**** Data records ****
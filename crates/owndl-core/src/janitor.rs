//! Stale file janitor
//!
//! Periodically removes files from the shared download folder that were never
//! cleaned up after delivery.

use std::io::ErrorKind;
use std::path::{Path, PathBuf};
use std::time::{Duration, SystemTime};
use tokio::task::JoinHandle;
use tokio_util::sync::CancellationToken;
use tracing::{debug, info, instrument, warn};

/// Shortest allowed pause between two sweeps.
pub const MIN_SWEEP_INTERVAL: Duration = Duration::from_secs(1);

/// Periodic sweep over one directory.
#[derive(Debug, Clone)]
pub struct Janitor {
    dir: PathBuf,
    stale_after: Duration,
    interval: Duration,
}

/// Handle to a running janitor task.
pub struct JanitorHandle {
    token: CancellationToken,
    join: JoinHandle<()>,
}

impl JanitorHandle {
    /// Stops the janitor and waits for the current pass to finish.
    pub async fn stop(self) {
        self.token.cancel();
        if let Err(e) = self.join.await {
            warn!(error = %e, "Janitor task ended abnormally");
        }
    }
}

impl Janitor {
    /// Create a janitor for `dir`.
    ///
    /// `interval` is raised to [`MIN_SWEEP_INTERVAL`] when shorter.
    #[must_use]
    pub fn new(dir: impl Into<PathBuf>, stale_after: Duration, interval: Duration) -> Self {
        Self {
            dir: dir.into(),
            stale_after,
            interval: interval.max(MIN_SWEEP_INTERVAL),
        }
    }

    /// Runs one pass and returns the number of files removed.
    ///
    /// Per-file errors are logged and skipped. A missing directory makes the
    /// pass a no-op.
    #[instrument(skip(self), fields(dir = %self.dir.display()))]
    pub async fn sweep(&self) -> usize {
        let mut entries = match tokio::fs::read_dir(&self.dir).await {
            Ok(entries) => entries,
            Err(e) if e.kind() == ErrorKind::NotFound => {
                warn!("Download folder does not exist, skipping sweep");
                return 0;
            }
            Err(e) => {
                warn!(error = %e, "Failed to read download folder");
                return 0;
            }
        };

        let now = SystemTime::now();
        let mut removed = 0;

        loop {
            let entry = match entries.next_entry().await {
                Ok(Some(entry)) => entry,
                Ok(None) => break,
                Err(e) => {
                    warn!(error = %e, "Failed to read directory entry");
                    break;
                }
            };

            let path = entry.path();
            match self.remove_if_stale(&path, now).await {
                Ok(true) => removed += 1,
                Ok(false) => {}
                Err(e) => warn!(path = %path.display(), error = %e, "Failed to clean up file"),
            }
        }

        info!(files_deleted = removed, "Cleaned up stale download files");
        removed
    }

    async fn remove_if_stale(&self, path: &Path, now: SystemTime) -> std::io::Result<bool> {
        let metadata = tokio::fs::metadata(path).await?;
        if !metadata.is_file() {
            return Ok(false);
        }

        let age = now
            .duration_since(metadata.modified()?)
            .unwrap_or(Duration::ZERO);
        if age <= self.stale_after {
            return Ok(false);
        }

        match tokio::fs::remove_file(path).await {
            Ok(()) => {
                debug!(path = %path.display(), age_secs = age.as_secs(), "Removed stale file");
                Ok(true)
            }
            // Already taken by the per-delivery cleanup
            Err(e) if e.kind() == ErrorKind::NotFound => Ok(false),
            Err(e) => Err(e),
        }
    }

    /// Starts sweeping every `interval` until stopped.
    #[must_use]
    pub fn spawn(self) -> JanitorHandle {
        let token = CancellationToken::new();
        let child = token.clone();

        let join = tokio::spawn(async move {
            info!(
                dir = %self.dir.display(),
                interval_secs = self.interval.as_secs(),
                stale_after_secs = self.stale_after.as_secs(),
                "Janitor started"
            );
            let mut ticker = tokio::time::interval(self.interval);
            loop {
                tokio::select! {
                    biased;
                    () = child.cancelled() => break,
                    _ = ticker.tick() => {
                        self.sweep().await;
                    }
                }
            }
            info!("Janitor stopped");
        });

        JanitorHandle { token, join }
    }
}

#[cfg(test)]
mod tests {
    use super::*;
    use std::fs::{File, FileTimes};

    fn age_file(path: &Path, age: Duration) -> std::io::Result<()> {
        let file = File::options().write(true).open(path)?;
        let past = SystemTime::now() - age;
        file.set_times(FileTimes::new().set_modified(past))
    }

    #[tokio::test]
    async fn test_sweep_removes_only_stale_files() -> std::io::Result<()> {
        let dir = tempfile::tempdir()?;
        let stale = dir.path().join("stale.mp4");
        let fresh = dir.path().join("fresh.mp4");
        std::fs::write(&stale, b"old")?;
        std::fs::write(&fresh, b"new")?;
        age_file(&stale, Duration::from_secs(3600))?;

        let janitor = Janitor::new(
            dir.path(),
            Duration::from_secs(1800),
            Duration::from_secs(300),
        );

        assert_eq!(janitor.sweep().await, 1);
        assert!(!stale.exists());
        assert!(fresh.exists());

        // Second pass finds nothing
        assert_eq!(janitor.sweep().await, 0);
        Ok(())
    }

    #[tokio::test]
    async fn test_sweep_missing_directory_is_noop() -> std::io::Result<()> {
        let dir = tempfile::tempdir()?;
        let janitor = Janitor::new(
            dir.path().join("nope"),
            Duration::from_secs(1),
            Duration::from_secs(1),
        );
        assert_eq!(janitor.sweep().await, 0);
        Ok(())
    }

    #[tokio::test]
    async fn test_sweep_skips_subdirectories() -> std::io::Result<()> {
        let dir = tempfile::tempdir()?;
        std::fs::create_dir(dir.path().join("nested"))?;

        let janitor = Janitor::new(dir.path(), Duration::ZERO, Duration::from_secs(1));
        assert_eq!(janitor.sweep().await, 0);
        assert!(dir.path().join("nested").exists());
        Ok(())
    }

    #[tokio::test]
    async fn test_zero_interval_is_clamped() -> std::io::Result<()> {
        let dir = tempfile::tempdir()?;
        let stale = dir.path().join("stale.jpg");
        std::fs::write(&stale, b"old")?;
        age_file(&stale, Duration::from_secs(120))?;

        let janitor = Janitor::new(dir.path(), Duration::from_secs(60), Duration::ZERO);
        assert_eq!(janitor.interval, MIN_SWEEP_INTERVAL);

        let handle = janitor.spawn();
        for _ in 0..50 {
            if !stale.exists() {
                break;
            }
            tokio::time::sleep(Duration::from_millis(10)).await;
        }
        handle.stop().await;
        assert!(!stale.exists());
        Ok(())
    }

    #[tokio::test]
    async fn test_spawned_janitor_sweeps_and_stops() -> std::io::Result<()> {
        let dir = tempfile::tempdir()?;
        let stale = dir.path().join("stale.jpg");
        std::fs::write(&stale, b"old")?;
        age_file(&stale, Duration::from_secs(120))?;

        let handle = Janitor::new(
            dir.path(),
            Duration::from_secs(60),
            Duration::from_millis(20),
        )
        .spawn();

        // The first tick fires immediately
        for _ in 0..50 {
            if !stale.exists() {
                break;
            }
            tokio::time::sleep(Duration::from_millis(10)).await;
        }
        handle.stop().await;
        assert!(!stale.exists());
        Ok(())
    }
}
****
Required action: Using the records above, give the number of lines in which the word "ErrorKind" occurs, and nothing else.

Result of this exercise: 3